The mometasone furoate suspension type aerosol composition contains mometasone furoate, a propellant and a pharmaceutically acceptable carrier, wherein the mometasone furoate exists in a crystal form, and has characteristic peaks at diffraction angles of 2 theta of 9.8 degrees +/-0.1 degrees, 12.0 degrees +/-0.1 degrees, 14.6 degrees +/-0.1 degrees, 16.4 degrees +/-0.1 degrees, 17.3 degrees +/-0.1 degrees, 17.9 degrees +/-0.1 degrees, 19.7 degrees +/-0.1 degrees and 24.8 degrees +/-0.1 degrees by X-ray powder diffraction.

The mometasone furoate suspension type aerosol composition is characterized in that the X-ray powder diffraction of mometasone furoate has characteristic peaks at diffraction angles 2 theta of 8.1 degrees +/-0.1 degrees, 15.0 degrees +/-0.1 degrees, 16.7 degrees +/-0.1 degrees.

The mometasone furoate suspension type aerosol composition is characterized in that the propellant is one or two of HFA134a (tetrafluoroethane) or HFA227 (heptafluoropropane).

The mometasone furoate suspension type aerosol composition is characterized in that the propellant is HFA227 (heptafluoropropane).

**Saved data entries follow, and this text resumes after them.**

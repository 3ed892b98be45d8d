//! Event stream.
//!
//! Every state change the renderer (or a replay verifier) can observe is
//! emitted as a `GameEvent`. Events are appended in source-order of
//! occurrence within a tick; ties inside one logical step follow scanline
//! order. Two runs with the same seed and command log produce byte-identical
//! serialized event sequences.

use serde::{Deserialize, Serialize};

use super::grid::Pos;
use super::layers::{CoverKind, GroundKind};
use super::objectives::LevelStatus;
use super::tile::{BombKind, TileColor, TileId};

/// Common event metadata: the tick the event was produced in and the
/// replay-stable simulation timestamp.
#[derive(Debug, Clone, Copy, PartialEq, Serialize, Deserialize)]
pub struct EventBase {
    pub tick: u64,
    pub sim_time: f32,
}

/// Why a tile was destroyed.
#[derive(Debug, Clone, Copy, PartialEq, Eq, Serialize, Deserialize)]
#[serde(rename_all = "snake_case")]
pub enum DestroyReason {
    Match,
    Bomb,
}

/// Swap lifecycle marker on `TilesSwapped`.
#[derive(Debug, Clone, Copy, PartialEq, Eq, Serialize, Deserialize)]
#[serde(rename_all = "snake_case")]
pub enum SwapPhase {
    Committed,
    Reverted,
}

/// Shape classification of a scored match group.
#[derive(Debug, Clone, Copy, PartialEq, Eq, Serialize, Deserialize)]
#[serde(rename_all = "snake_case")]
pub enum MatchShape {
    Straight3,
    Straight4Horizontal,
    Straight4Vertical,
    Bent5,
    Straight5,
    Square,
}

/// One observable simulation event.
#[derive(Debug, Clone, PartialEq, Serialize, Deserialize)]
#[serde(tag = "kind", rename_all = "snake_case")]
pub enum GameEvent {
    TileMoved {
        base: EventBase,
        id: TileId,
        from: Pos,
        to: Pos,
    },
    TileDestroyed {
        base: EventBase,
        id: TileId,
        pos: Pos,
        #[serde(skip_serializing_if = "Option::is_none")]
        color: Option<TileColor>,
        reason: DestroyReason,
    },
    TileSpawned {
        base: EventBase,
        id: TileId,
        pos: Pos,
        color: TileColor,
        /// Visual start position, one cell above the grid cell.
        visual_from: (f32, f32),
    },
    TilesSwapped {
        base: EventBase,
        from: Pos,
        to: Pos,
        phase: SwapPhase,
    },
    MatchDetected {
        base: EventBase,
        positions: Vec<Pos>,
        color: TileColor,
        shape: MatchShape,
    },
    BombCreated {
        base: EventBase,
        id: TileId,
        pos: Pos,
        bomb: BombKind,
        #[serde(skip_serializing_if = "Option::is_none")]
        color: Option<TileColor>,
    },
    BombActivated {
        base: EventBase,
        id: TileId,
        pos: Pos,
        bomb: BombKind,
    },
    BombCombo {
        base: EventBase,
        a: Pos,
        b: Pos,
        kind_a: BombKind,
        kind_b: BombKind,
    },
    /// UFO extension shot leaving its origin.
    ProjectileLaunched {
        base: EventBase,
        from: Pos,
        target: Pos,
    },
    ProjectileLanded {
        base: EventBase,
        target: Pos,
    },
    ScoreAdded {
        base: EventBase,
        amount: i32,
        total: i32,
    },
    ComboChanged {
        base: EventBase,
        depth: u32,
    },
    MoveCompleted {
        base: EventBase,
        move_count: u32,
    },
    CoverDestroyed {
        base: EventBase,
        pos: Pos,
        cover: CoverKind,
    },
    GroundDestroyed {
        base: EventBase,
        pos: Pos,
        ground: GroundKind,
    },
    ObjectiveProgress {
        base: EventBase,
        slot: usize,
        current_count: u32,
        target_count: u32,
    },
    LevelCompleted {
        base: EventBase,
        status: LevelStatus,
    },
}

impl GameEvent {
    pub fn base(&self) -> EventBase {
        match self {
            GameEvent::TileMoved { base, .. }
            | GameEvent::TileDestroyed { base, .. }
            | GameEvent::TileSpawned { base, .. }
            | GameEvent::TilesSwapped { base, .. }
            | GameEvent::MatchDetected { base, .. }
            | GameEvent::BombCreated { base, .. }
            | GameEvent::BombActivated { base, .. }
            | GameEvent::BombCombo { base, .. }
            | GameEvent::ProjectileLaunched { base, .. }
            | GameEvent::ProjectileLanded { base, .. }
            | GameEvent::ScoreAdded { base, .. }
            | GameEvent::ComboChanged { base, .. }
            | GameEvent::MoveCompleted { base, .. }
            | GameEvent::CoverDestroyed { base, .. }
            | GameEvent::GroundDestroyed { base, .. }
            | GameEvent::ObjectiveProgress { base, .. }
            | GameEvent::LevelCompleted { base, .. } => *base,
        }
    }
}

/// Append-only in-memory event buffer with an atomic drain.
#[derive(Debug, Default)]
pub struct EventCollector {
    buffer: Vec<GameEvent>,
    tick: u64,
    sim_time: f32,
}

impl EventCollector {
    pub fn new() -> Self {
        EventCollector { buffer: Vec::with_capacity(64), tick: 0, sim_time: 0.0 }
    }

    /// Called by the engine at the top of each tick so emitted events carry
    /// the right timestamp.
    pub fn set_clock(&mut self, tick: u64, sim_time: f32) {
        self.tick = tick;
        self.sim_time = sim_time;
    }

    /// Metadata stamp for the current tick.
    pub fn stamp(&self) -> EventBase {
        EventBase { tick: self.tick, sim_time: self.sim_time }
    }

    pub fn push(&mut self, event: GameEvent) {
        self.buffer.push(event);
    }

    pub fn len(&self) -> usize {
        self.buffer.len()
    }

    pub fn is_empty(&self) -> bool {
        self.buffer.is_empty()
    }

    /// Returns the buffered events and empties the buffer.
    pub fn drain(&mut self) -> Vec<GameEvent> {
        std::mem::take(&mut self.buffer)
    }

    /// Read-only view without draining (used by tests).
    pub fn peek(&self) -> &[GameEvent] {
        &self.buffer
    }
}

The mometasone furoate suspension type aerosol composition is characterized in that the pharmaceutically acceptable carrier comprises a cosolvent/cosolvent and a surfactant.

The mometasone furoate suspension type aerosol composition is characterized in that the cosolvent/cosolvent is absolute ethyl alcohol, and the surfactant is selected from tween, oleic acid, lecithin or poloxamer.

The mometasone furoate suspension type aerosol composition is characterized in that the surfactant is oleic acid.

In the research process of the mometasone furoate crystal form, a brand-new mometasone furoate crystal form is unexpectedly found and named as a crystal form M. Compared with the anhydrous crystal FORM FORM1 and monohydrate, the mometasone furoate crystal FORM M has good stability under the illumination condition. Meanwhile, the crystal form M is stable under the condition of being prepared into aerosol, and particles are not easy to aggregate, and the lung deposition rate is high.

The mometasone furoate crystal form M exists in a crystal form, and has characteristic peaks at diffraction angles 2 theta of 9.8 degrees +/-0.1 degrees, 12.0 degrees +/-0.1 degrees, 14.6 degrees +/-0.1 degrees, 16.4 degrees +/-0.1 degrees, 17.3 degrees +/-0.1 degrees, 17.9 degrees +/-0.1 degrees, 19.7 degrees +/-0.1 degrees and 24.8 degrees +/-0.1 degrees in X-ray powder diffraction.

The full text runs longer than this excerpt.